# Crawl Data Analysis: Feature Processing

This notebook tries various feature processing techniques on our web crawl data. It was written for Python 2.7. Before you run this notebook, please make sure you append the two json files from the previous step.

## Read the segments

Read the processed segments from the previous step using the JSON files.

In [1]:
segments_json = '/mnt/ssd/amathur/dark-patterns-output/segments.json'

## Processing routines

Collection of preprocessing routines before feature processing. Add more routines depending on what we would like to try.

In [2]:
from nltk.stem.porter import PorterStemmer
import nltk

stemmer = PorterStemmer()
stopwords = nltk.corpus.stopwords.words('english')

def tokenize(line):
    if (line is None):
        line = ''
    tokens = [stemmer.stem(t) for t in nltk.word_tokenize(line) if len(t) != 0 and t not in stopwords and not t.isdigit()]
    return tokens

## Bag of words - HashingVectorizer

In [3]:
from sklearn.feature_extraction.text import HashingVectorizer
import json
from tqdm import tqdm
from scipy.sparse import vstack, hstack
import numpy as np
from scipy.sparse import save_npz, load_npz

vec = HashingVectorizer(tokenizer=tokenize, strip_accents='ascii', n_features=2**18, alternate_sign=False)

In [4]:
text_feature_matrix = None
other_feature_matrix = None
counter = 0

with open(segments_json) as f:
    text_matrix_list = []
    other_matrix_list = []
    
    for line in tqdm(f):
        segment = json.loads(line)
        text_matrix = vec.fit_transform([segment['inner_text_processed']])
        other_matrix = np.array([[segment['top'], segment['left'], segment['height'], segment['width']]])
        # There are other features we might want to consider (e.g., num_anchors)
        
        text_matrix_list.append(text_matrix)
        other_matrix_list.append(other_matrix)
        counter += 1
        
        if counter % 50000 == 0:
            text_feature_matrix = vstack([text_feature_matrix] + text_matrix_list)
            other_feature_matrix = vstack([other_feature_matrix] + other_matrix_list)
            text_matrix_list = []
            other_matrix_list = []
            counter = 0
        
    text_feature_matrix = vstack([text_feature_matrix] + text_matrix_list)
    other_feature_matrix = vstack([other_feature_matrix] + other_matrix_list)
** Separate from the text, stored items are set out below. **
pub mod ap_classes;
pub mod authorized_users;
pub mod grade_levels;
pub mod prerequisites;
pub mod student_profiles;
pub mod subjects;
pub mod users;

pub use ap_classes::{ApClassFilter, ApClassService, NewApClass, UpdateApClass};
pub use authorized_users::AuthorizedUserService;
pub use grade_levels::GradeLevelService;
pub use prerequisites::{NewPreRequisite, PreRequisiteService, UpdatePreRequisite};
pub use student_profiles::{NewStudentProfile, StudentProfileService};
pub use subjects::SubjectService;
pub use users::{NewUser, UpdateUser, UserService};

use crate::auth::AuthError;
use crate::database::DatabaseError;
use crate::error::ApiError;

/// Failures of a service operation
#[derive(Debug, thiserror::Error)]
pub enum ServiceError {
    #[error(transparent)]
    Database(#[from] DatabaseError),

    #[error("{0}")]
    NotFound(String),

    /// A name, email or id in the request points at nothing
    #[error("{0}")]
    UnknownReference(String),

    #[error("{0}")]
    Forbidden(String),

    #[error(transparent)]
    Auth(#[from] AuthError),
}

impl From<sqlx::Error> for ServiceError {
    fn from(err: sqlx::Error) -> Self {
        ServiceError::Database(err.into())
    }
}

impl From<ServiceError> for ApiError {
    fn from(err: ServiceError) -> Self {
        match err {
            ServiceError::Database(e) => e.into(),
            ServiceError::NotFound(msg) => ApiError::not_found(msg),
            ServiceError::UnknownReference(msg) => ApiError::unprocessable_entity(msg),
            ServiceError::Forbidden(msg) => ApiError::forbidden(msg),
            ServiceError::Auth(e) => e.into(),
        }
    }
}

pub type ServiceResult<T> = Result<T, ServiceError>;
1850895it [29:43, 1037.59it/s]


In [5]:
text_feature_matrix

<1850895x262144 sparse matrix of type '<type 'numpy.float64'>'
	with 17117540 stored elements in COOrdinate format>

In [6]:
other_feature_matrix

<1850895x4 sparse matrix of type '<type 'numpy.int64'>'
	with 7335967 stored elements in COOrdinate format>

Let's write the matrices to disk.

In [7]:
save_npz("/mnt/ssd/amathur/dark-patterns-output/text_feature_matrix_bow.npz", text_feature_matrix)
save_npz("/mnt/ssd/amathur/dark-patterns-output/other_matrix.npz", other_feature_matrix)

#text_feature_matrix = load_npz("/mnt/ssd/amathur/dark-patterns-output/text_feature_matrix_bow.npz")
#other_feature_matrix = load_npz("/mnt/ssd/amathur/dark-patterns-output/other_matrix.npz")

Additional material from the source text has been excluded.